**What is expected**
Reproduce all lines of the listing below in which the word "crate" occurs.
Recorded data below:
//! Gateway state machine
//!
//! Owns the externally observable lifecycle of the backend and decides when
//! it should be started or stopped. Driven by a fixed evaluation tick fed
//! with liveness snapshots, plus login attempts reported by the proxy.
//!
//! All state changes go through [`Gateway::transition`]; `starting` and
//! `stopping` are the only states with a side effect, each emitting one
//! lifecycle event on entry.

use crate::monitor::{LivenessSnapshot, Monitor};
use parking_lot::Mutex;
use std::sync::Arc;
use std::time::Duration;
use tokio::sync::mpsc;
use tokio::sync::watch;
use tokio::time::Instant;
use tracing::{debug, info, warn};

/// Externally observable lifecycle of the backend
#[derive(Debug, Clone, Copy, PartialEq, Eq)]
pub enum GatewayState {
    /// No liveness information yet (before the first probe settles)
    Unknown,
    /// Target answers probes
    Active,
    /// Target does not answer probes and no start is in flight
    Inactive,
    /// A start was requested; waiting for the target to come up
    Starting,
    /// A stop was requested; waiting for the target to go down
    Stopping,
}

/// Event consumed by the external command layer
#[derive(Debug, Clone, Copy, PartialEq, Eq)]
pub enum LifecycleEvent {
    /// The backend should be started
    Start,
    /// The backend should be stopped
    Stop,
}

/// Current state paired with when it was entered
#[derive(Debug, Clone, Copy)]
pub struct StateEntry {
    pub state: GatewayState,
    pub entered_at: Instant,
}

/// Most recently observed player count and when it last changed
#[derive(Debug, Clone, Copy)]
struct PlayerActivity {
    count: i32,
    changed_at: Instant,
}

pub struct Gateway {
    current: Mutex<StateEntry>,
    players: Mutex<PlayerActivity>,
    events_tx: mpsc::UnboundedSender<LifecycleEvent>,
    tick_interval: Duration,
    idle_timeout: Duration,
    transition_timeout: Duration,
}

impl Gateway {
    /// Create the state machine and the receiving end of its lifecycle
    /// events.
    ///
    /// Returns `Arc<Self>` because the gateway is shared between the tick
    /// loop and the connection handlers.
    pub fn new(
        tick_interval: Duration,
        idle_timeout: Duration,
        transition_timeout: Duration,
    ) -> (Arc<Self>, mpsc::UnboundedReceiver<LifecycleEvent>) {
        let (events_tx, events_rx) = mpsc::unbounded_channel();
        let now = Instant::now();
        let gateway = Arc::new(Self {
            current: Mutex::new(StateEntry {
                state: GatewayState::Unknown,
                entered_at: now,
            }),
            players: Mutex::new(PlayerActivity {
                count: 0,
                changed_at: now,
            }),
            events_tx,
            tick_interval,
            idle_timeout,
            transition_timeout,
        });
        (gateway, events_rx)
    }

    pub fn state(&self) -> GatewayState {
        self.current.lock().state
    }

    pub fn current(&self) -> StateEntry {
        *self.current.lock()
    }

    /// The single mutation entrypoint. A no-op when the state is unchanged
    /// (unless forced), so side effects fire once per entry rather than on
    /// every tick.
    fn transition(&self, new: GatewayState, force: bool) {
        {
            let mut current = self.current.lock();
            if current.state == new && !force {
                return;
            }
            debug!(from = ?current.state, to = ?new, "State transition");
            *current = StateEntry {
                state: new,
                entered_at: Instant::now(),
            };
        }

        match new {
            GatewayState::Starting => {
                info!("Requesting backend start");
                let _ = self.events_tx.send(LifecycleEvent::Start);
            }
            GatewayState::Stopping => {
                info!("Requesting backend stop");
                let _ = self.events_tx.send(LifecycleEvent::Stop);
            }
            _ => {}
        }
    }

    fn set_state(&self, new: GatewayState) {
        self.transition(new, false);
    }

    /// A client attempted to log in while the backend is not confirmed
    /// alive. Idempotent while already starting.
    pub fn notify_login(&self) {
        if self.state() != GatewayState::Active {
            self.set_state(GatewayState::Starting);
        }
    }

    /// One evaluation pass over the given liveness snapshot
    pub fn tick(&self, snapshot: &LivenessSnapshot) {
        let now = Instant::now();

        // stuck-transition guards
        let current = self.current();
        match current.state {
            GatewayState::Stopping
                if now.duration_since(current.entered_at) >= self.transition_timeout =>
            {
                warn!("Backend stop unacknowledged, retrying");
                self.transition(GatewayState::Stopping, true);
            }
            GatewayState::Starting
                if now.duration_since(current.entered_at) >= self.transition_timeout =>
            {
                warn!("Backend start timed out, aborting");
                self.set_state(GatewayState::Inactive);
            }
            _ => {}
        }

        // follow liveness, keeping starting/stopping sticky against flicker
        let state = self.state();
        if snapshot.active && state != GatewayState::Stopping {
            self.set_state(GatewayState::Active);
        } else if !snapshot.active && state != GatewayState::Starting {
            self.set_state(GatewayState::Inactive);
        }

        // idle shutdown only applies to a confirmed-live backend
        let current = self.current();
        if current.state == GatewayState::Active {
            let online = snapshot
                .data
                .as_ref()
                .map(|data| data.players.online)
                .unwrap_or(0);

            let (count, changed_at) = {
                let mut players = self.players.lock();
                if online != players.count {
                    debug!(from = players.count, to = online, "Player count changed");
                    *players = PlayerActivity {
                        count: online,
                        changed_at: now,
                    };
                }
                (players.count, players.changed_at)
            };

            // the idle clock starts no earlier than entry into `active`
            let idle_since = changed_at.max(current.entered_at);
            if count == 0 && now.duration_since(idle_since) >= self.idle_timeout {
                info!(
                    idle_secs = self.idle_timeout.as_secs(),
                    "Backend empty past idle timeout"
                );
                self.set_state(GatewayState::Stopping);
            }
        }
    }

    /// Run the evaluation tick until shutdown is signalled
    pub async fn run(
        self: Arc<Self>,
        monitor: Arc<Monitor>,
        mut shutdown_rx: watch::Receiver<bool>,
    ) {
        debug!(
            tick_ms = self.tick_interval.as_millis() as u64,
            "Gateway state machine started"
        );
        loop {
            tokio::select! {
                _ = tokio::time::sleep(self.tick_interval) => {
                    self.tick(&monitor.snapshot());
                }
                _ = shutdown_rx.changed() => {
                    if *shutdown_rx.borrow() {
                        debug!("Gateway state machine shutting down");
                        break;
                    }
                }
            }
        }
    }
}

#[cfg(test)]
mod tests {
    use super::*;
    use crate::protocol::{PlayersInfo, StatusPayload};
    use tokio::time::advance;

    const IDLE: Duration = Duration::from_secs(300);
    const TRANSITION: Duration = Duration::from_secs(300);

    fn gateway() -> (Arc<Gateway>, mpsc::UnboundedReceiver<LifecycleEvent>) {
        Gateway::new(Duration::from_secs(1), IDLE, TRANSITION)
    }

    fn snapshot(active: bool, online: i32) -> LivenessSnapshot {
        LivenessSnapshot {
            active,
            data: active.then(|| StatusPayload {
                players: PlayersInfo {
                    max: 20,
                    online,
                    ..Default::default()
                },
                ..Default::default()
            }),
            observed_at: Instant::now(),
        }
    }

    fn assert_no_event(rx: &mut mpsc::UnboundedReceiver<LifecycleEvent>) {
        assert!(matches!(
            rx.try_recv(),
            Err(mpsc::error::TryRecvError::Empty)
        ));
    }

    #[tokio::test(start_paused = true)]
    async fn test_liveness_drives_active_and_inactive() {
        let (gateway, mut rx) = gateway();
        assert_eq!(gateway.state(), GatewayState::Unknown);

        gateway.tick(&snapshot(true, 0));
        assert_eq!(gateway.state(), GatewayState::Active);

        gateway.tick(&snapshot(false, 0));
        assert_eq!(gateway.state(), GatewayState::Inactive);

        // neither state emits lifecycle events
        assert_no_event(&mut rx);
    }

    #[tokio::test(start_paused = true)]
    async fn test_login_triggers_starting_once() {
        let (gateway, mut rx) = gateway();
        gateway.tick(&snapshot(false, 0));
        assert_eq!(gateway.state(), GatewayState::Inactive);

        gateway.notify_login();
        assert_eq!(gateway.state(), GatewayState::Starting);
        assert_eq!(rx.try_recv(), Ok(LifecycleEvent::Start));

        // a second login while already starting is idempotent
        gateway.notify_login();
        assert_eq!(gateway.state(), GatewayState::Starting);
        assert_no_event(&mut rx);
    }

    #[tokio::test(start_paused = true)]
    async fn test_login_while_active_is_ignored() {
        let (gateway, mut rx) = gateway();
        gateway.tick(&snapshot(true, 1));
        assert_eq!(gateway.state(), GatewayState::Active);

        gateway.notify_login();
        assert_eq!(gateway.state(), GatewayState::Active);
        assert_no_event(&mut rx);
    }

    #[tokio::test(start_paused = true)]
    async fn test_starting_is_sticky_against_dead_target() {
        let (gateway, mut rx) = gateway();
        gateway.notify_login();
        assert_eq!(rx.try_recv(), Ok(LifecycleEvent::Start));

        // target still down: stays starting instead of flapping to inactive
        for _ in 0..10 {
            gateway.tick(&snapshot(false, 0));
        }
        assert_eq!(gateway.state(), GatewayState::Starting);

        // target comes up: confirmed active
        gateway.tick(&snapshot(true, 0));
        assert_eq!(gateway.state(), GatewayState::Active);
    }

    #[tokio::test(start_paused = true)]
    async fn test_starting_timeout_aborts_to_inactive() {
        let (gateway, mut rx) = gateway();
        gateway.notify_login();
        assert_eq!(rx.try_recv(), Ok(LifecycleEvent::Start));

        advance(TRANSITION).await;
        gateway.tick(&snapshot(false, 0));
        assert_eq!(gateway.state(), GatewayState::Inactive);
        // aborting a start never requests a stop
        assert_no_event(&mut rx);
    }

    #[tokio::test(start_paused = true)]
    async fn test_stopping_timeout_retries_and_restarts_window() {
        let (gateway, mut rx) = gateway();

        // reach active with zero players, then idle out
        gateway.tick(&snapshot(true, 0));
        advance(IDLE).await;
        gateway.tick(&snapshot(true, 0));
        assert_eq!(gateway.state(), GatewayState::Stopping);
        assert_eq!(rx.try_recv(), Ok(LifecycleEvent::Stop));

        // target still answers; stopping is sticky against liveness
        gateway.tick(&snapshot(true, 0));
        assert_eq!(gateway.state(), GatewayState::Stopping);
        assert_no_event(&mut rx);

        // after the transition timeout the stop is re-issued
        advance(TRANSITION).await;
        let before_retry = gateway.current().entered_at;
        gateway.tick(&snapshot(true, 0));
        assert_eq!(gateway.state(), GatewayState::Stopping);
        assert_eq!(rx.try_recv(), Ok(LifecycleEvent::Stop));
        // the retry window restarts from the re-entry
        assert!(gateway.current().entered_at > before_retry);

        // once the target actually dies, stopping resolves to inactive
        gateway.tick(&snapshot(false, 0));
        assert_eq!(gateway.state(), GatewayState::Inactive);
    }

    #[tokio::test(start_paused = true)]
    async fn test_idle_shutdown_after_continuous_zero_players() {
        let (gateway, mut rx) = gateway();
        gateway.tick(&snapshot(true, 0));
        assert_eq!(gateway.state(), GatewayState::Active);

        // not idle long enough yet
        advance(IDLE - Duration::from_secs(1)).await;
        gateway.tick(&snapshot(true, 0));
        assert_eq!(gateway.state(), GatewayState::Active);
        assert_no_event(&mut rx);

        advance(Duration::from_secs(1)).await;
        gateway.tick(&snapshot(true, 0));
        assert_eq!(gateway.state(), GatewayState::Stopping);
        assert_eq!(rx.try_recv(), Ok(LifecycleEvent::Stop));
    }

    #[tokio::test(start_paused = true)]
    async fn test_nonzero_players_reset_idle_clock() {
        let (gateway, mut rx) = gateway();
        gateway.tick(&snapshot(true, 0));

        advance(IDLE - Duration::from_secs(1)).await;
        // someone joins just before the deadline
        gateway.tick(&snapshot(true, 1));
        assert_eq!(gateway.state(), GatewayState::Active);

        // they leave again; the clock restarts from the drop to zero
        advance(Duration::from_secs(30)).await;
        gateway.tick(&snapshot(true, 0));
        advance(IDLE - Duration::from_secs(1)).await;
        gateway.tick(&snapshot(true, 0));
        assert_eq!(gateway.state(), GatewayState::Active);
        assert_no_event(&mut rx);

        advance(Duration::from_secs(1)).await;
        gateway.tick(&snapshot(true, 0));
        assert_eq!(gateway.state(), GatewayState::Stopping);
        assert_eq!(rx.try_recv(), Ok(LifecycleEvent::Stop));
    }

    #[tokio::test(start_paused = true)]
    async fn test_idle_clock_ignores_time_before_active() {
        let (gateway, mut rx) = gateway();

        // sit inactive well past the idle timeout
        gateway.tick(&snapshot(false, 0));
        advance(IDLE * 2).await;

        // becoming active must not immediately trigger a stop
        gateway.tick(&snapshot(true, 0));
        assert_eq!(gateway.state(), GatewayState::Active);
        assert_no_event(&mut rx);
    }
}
End of Recorded data.
**Answer box**
use crate::monitor::{LivenessSnapshot, Monitor};
    use crate::protocol::{PlayersInfo, StatusPayload};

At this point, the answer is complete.